## 15 October 2009

### Command Words

Command Words You Need To Know To Answer Questions Correctly

Name : Simply requires the technical name for a process, a chemical etc.
Question:
Name the heat energy, Q1, which is absorbed from R to S.

Latent heat // Specific latent heat (of fusion)

State: State means you need to give only brief answers. This means that, detail explanations are not required. Only requires a simple statement, no reasoning is expected.

Question:
State one reason why the temperature at R and S is the same even though heat is supplied.

The heat needed to break the bonds between molecules // molecules move further apart // to change solid to liquid // to change physical form // kinetic energy doesn’t change.

Calculate: Used when a numerical answer is required. In general, working should be shown, especially where two or more steps are involved

Example:
Calculate the het energy, Q2, which is absorbed from S to T.
[The specific heat capacity of water, C=4200 J kg-10C-1]

Q = mcθ

1.0 x 4200 x 100
420 000 J // 4.2 x 105 J // 420 kJ

Meant: You need to remember only certain sentences used which are to conclude all aspects which are required.
Only a formal statement or equivalent paraphrase is required.

Questions:
What is meant by pressure?

Force per unit area // Force ÷ Area // F/A , where; F is force, A is area.

Compare: You need to state the difference or similarity about two tings.

Explain: Explain means that the details explanations are required to support a statement given. Important points/information need to be given specifically. General ideas are insufficient.

Questions:
Based in Diagrams 2, compare the water pressure at P and Q. Explain your answer.

Pressure at Q is higher // Pressure at P is lower // Q > P // Q is higher // Q is more // Q is bigger // Q is more than P

Depth at Q is higher // Depth at P is lower // hQ > hP // HQ > HP > Q is deeper // Pressure increases as the depth increases

Complete:
Usually used where there are missing items in a table, diagram or words in a sentence paragraph.
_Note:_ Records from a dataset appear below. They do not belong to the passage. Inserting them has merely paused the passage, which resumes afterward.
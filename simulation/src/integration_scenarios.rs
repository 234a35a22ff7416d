//! Integration scenarios exercising the full routing stack
//!
//! These scenarios drive real engines through the simulated medium:
//! - qlrn-core collaborators (NodeStack, ManualClock, ArpCache)
//! - qlrn-routing engine paths (output, defer, input, timers)
//! - HELLO neighbor detection over the control socket

use std::net::Ipv4Addr;
use std::time::Duration;

use qlrn_core::DropReason;
use qlrn_routing::RoutingConfig;

use crate::simulation::{SimConfig, Simulation};
use crate::topology::TopologyBuilder;
use crate::types::{LossCause, NetworkEvent, NodeId};

fn line(nodes: usize, config: SimConfig) -> Simulation {
    Simulation::new(&TopologyBuilder::new(nodes).line(), config).unwrap()
}

/// One-hop delivery costs one discovery round trip plus one hop
#[test]
fn test_neighbor_latency_is_discovery_plus_hop() {
    let mut sim = line(2, SimConfig::default());
    sim.send(NodeId(0), NodeId(1)).unwrap();
    sim.run_for(Duration::from_millis(100));

    assert_eq!(sim.stats.packets_delivered, 1);
    assert_eq!(sim.stats.average_latency(), Duration::from_millis(15));
}

/// Expanding-ring search reaches a destination four hops away
#[test]
fn test_expanding_ring_search_widens() {
    let mut sim = line(5, SimConfig::default());
    sim.send(NodeId(0), NodeId(4)).unwrap();
    sim.run_for(Duration::from_secs(3));

    assert_eq!(sim.stats.packets_delivered, 1);
    assert_eq!(sim.stats.total_hops, 4);
    // TTL 1 and 3 fall short, TTL 5 finds it
    assert_eq!(sim.stats.route_requests, 3);
    assert_eq!(sim.stats.route_replies, 1);
}

/// HELLO exchange installs one-hop routes without any discovery
#[test]
fn test_hello_discovers_neighbors() {
    let mut sim = Simulation::new(
        &TopologyBuilder::new(4).ring(),
        SimConfig::default().with_hello(true),
    )
    .unwrap();
    sim.run_for(Duration::from_secs(5));

    for node in sim.node_ids() {
        let engine = sim.engine(node).unwrap();
        assert_eq!(engine.neighbors().len(), 2, "{node} neighbors");
    }

    sim.send(NodeId(0), NodeId(1)).unwrap();
    sim.run_for(Duration::from_millis(100));
    assert_eq!(sim.stats.packets_delivered, 1);
    assert_eq!(sim.stats.route_requests, 0);
}

/// A neighbor that stops answering HELLOs ages out
#[test]
fn test_silent_neighbor_expires() {
    let mut sim = line(2, SimConfig::default().with_hello(true));
    sim.run_for(Duration::from_secs(3));
    assert_eq!(sim.engine(NodeId(0)).unwrap().neighbors().len(), 1);

    sim.break_link(NodeId(0), NodeId(1));
    sim.run_for(Duration::from_secs(7));
    assert_eq!(sim.engine(NodeId(0)).unwrap().neighbors().len(), 0);
}

/// Packets run out of hops in transit
#[test]
fn test_ttl_expires_in_transit() {
    let mut sim = line(
        4,
        SimConfig {
            initial_ttl: 2,
            ..SimConfig::default()
        },
    );
    sim.send(NodeId(0), NodeId(3)).unwrap();
    sim.run_for(Duration::from_secs(2));

    assert_eq!(sim.stats.packets_delivered, 0);
    assert_eq!(sim.stats.packets_lost, 1);
    assert!(sim.event_log.iter().any(|e| matches!(
        e,
        NetworkEvent::Lost {
            cause: LossCause::TtlExpired,
            node: NodeId(2),
            ..
        }
    )));
}

/// A full pending queue evicts its oldest packets without failing them
#[test]
fn test_queue_overflow_evicts_oldest() {
    let config = SimConfig::default().with_routing(RoutingConfig::default().with_max_queue_len(2));
    let mut sim = line(3, config);
    let uids: Vec<_> = (0..4)
        .map(|_| sim.send(NodeId(0), NodeId(2)).unwrap())
        .collect();
    sim.run_for(Duration::from_secs(2));

    assert_eq!(sim.stats.packets_delivered, 2);
    assert_eq!(sim.stats.packets_failed, 0);
    assert_eq!(sim.in_flight(), 2);
    let stats = sim.engine(NodeId(0)).unwrap().stats();
    assert_eq!(stats.dropped(DropReason::QueueOverflow), 2);

    let delivered: Vec<_> = sim
        .event_log
        .iter()
        .filter_map(|e| match e {
            NetworkEvent::Delivered { uid, .. } => Some(*uid),
            _ => None,
        })
        .collect();
    assert_eq!(delivered, uids[2..].to_vec());
}

/// A packet without a destination is refused through its error continuation
#[test]
fn test_unspecified_destination_fails() {
    let mut sim = line(2, SimConfig::default());
    sim.send_to_address(NodeId(0), Ipv4Addr::UNSPECIFIED).unwrap();
    sim.run_for(Duration::from_millis(100));

    assert_eq!(sim.stats.packets_failed, 1);
    assert_eq!(sim.stats.route_requests, 0);
}

/// A relay with forwarding disabled reports the packet back as failed
#[test]
fn test_forwarding_disabled_at_relay() {
    let mut sim = line(3, SimConfig::default());
    sim.stack(NodeId(1)).unwrap().set_forwarding(false);
    sim.send(NodeId(0), NodeId(2)).unwrap();
    sim.run_for(Duration::from_secs(2));

    assert_eq!(sim.stats.packets_delivered, 0);
    assert_eq!(sim.stats.packets_failed, 1);
    let relay = sim.engine(NodeId(1)).unwrap().stats();
    assert_eq!(relay.dropped(DropReason::ForwardingDisabled), 1);
}

/// A relay that lost its next hop declines transit traffic
#[test]
fn test_relay_without_route_declines() {
    let mut sim = line(3, SimConfig::default());
    sim.send(NodeId(0), NodeId(2)).unwrap();
    sim.run_for(Duration::from_secs(1));
    assert_eq!(sim.stats.packets_delivered, 1);

    // n1 notices the broken link on the next packet, n0 does not
    sim.break_link(NodeId(1), NodeId(2));
    sim.send(NodeId(0), NodeId(2)).unwrap();
    sim.run_for(Duration::from_millis(100));
    sim.send(NodeId(0), NodeId(2)).unwrap();
    sim.run_for(Duration::from_millis(100));

    let causes: Vec<LossCause> = sim
        .event_log
        .iter()
        .filter_map(|e| match e {
            NetworkEvent::Lost { cause, .. } => Some(*cause),
            _ => None,
        })
        .collect();
    assert_eq!(causes, vec![LossCause::LinkLoss, LossCause::Unroutable]);
    assert_eq!(sim.engine(NodeId(1)).unwrap().stats().link_failures, 1);
}

/// Broadcast relays never loop back into a second local delivery
#[test]
fn test_broadcast_on_ring_delivers_once_per_node() {
    let mut sim = Simulation::new(&TopologyBuilder::new(6).ring(), SimConfig::default()).unwrap();
    sim.broadcast(NodeId(3)).unwrap();
    sim.run_for(Duration::from_secs(1));

    assert_eq!(sim.stats.broadcast_deliveries, 5);
    let receivers: std::collections::BTreeSet<NodeId> = sim
        .event_log
        .iter()
        .filter_map(|e| match e {
            NetworkEvent::BroadcastReceived { node, .. } => Some(*node),
            _ => None,
        })
        .collect();
    assert_eq!(receivers.len(), 5);
    assert!(!receivers.contains(&NodeId(3)));
    assert!(sim.engine_totals().dropped(DropReason::Duplicate) > 0);
}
Question: Complete the Table.
Distance from the concave mirror Characteristics of image
5 cm Virtual, upright and magnified
8 cm Virtual, upright and magnified
15 cm Real, inverted and magnified
200 cm Real, inverted and same size as the object.
25 cm Real, inverted and diminished

(b) Complete the ray diagram to show the image which is formed by the concave mirror. Mark the image with a letter I.

(c) Complete the diagram (b) to show pattern of the waves after they pass through the gap
.

Determine: Implies that the quantity concerned cannot be measured directly but is obtained by calculation, substituting measured or known values or other quantities into a standard formula.

(a) Based on the graph in diagram (b),
(i) determine the focal length of the convex lens
f = 1/0.1
= 10 cm

(ii) determine the power of the convex lens.
P = 1/f
= 1/0.1
= 10 D

Suggest: Can be used in two main contexts, i.e. either to imply that there is no unique answer, or where this may not be formally ' in the syllabus', but the examiner thinks the candidate should be able to apply his knowledge to make a simple deduction.

Questions:

The result obtained is shown by the graph in diagram above.
Suggest one way to determine the resistance of the bulb from the graph.

Describe: Requires the candidate to state in words (using diagrams where appropriate) the main points of the topic. It is often used with reference either to particular phenomena or to particular experiments.

Questions:
Describe how the current, I passing the heating element changes when the potential difference, V is increased from 0 to 240 V. Sketch a graph to support your description.

The current that flows through the heating element, increases as the potential difference across it increases.

### SPM PRECAUTION

EXP: Measuring Instrument
- Avoid parallax error by placing the eye such that the line of view is perpendicular to the scale read. (for ammeter / voltmeter / measuring cylinder etc)
- Take into account zero error of instrument. (for caliper / micrometer / weight scale etc.)

Exp: Spring / Hookes Law
- Avoid parallax error by placing the eye such that the line of view is perpendicular to the scale of the ruler.

Exp: Heat
- Liquid must be stirred constantly so that temperature rises evenly.
- Alluminium block must be wrapped with insulating material to prevent heat lost.
- Thermometer bulb should be smeared with oil to give better thermal contact with the block.
- Avoid parallax error by placing the eye such that the line of view is perpendicular to the scale of the thermometer.

Exp: Light
- Experiment must be carried out in dark room.
- Lens, screen and object must be in line
- Avoid parallax error by placing the eye such that the line of view is perpendicular to the scale of the ruler.

Exp: Electricity
- All connections of wire & other device must be tight.
- Off the switch after readings are taken to prevent wires from heating up (resistance increase)
- Avoid parallax error by placing the eye such that the line of view is perpendicular to the scale of the ammeter/ voltmeter.

*NOTE
The below precautions are often written in exams:
- eyes must be perpendicular to the scale to avoid parallax error.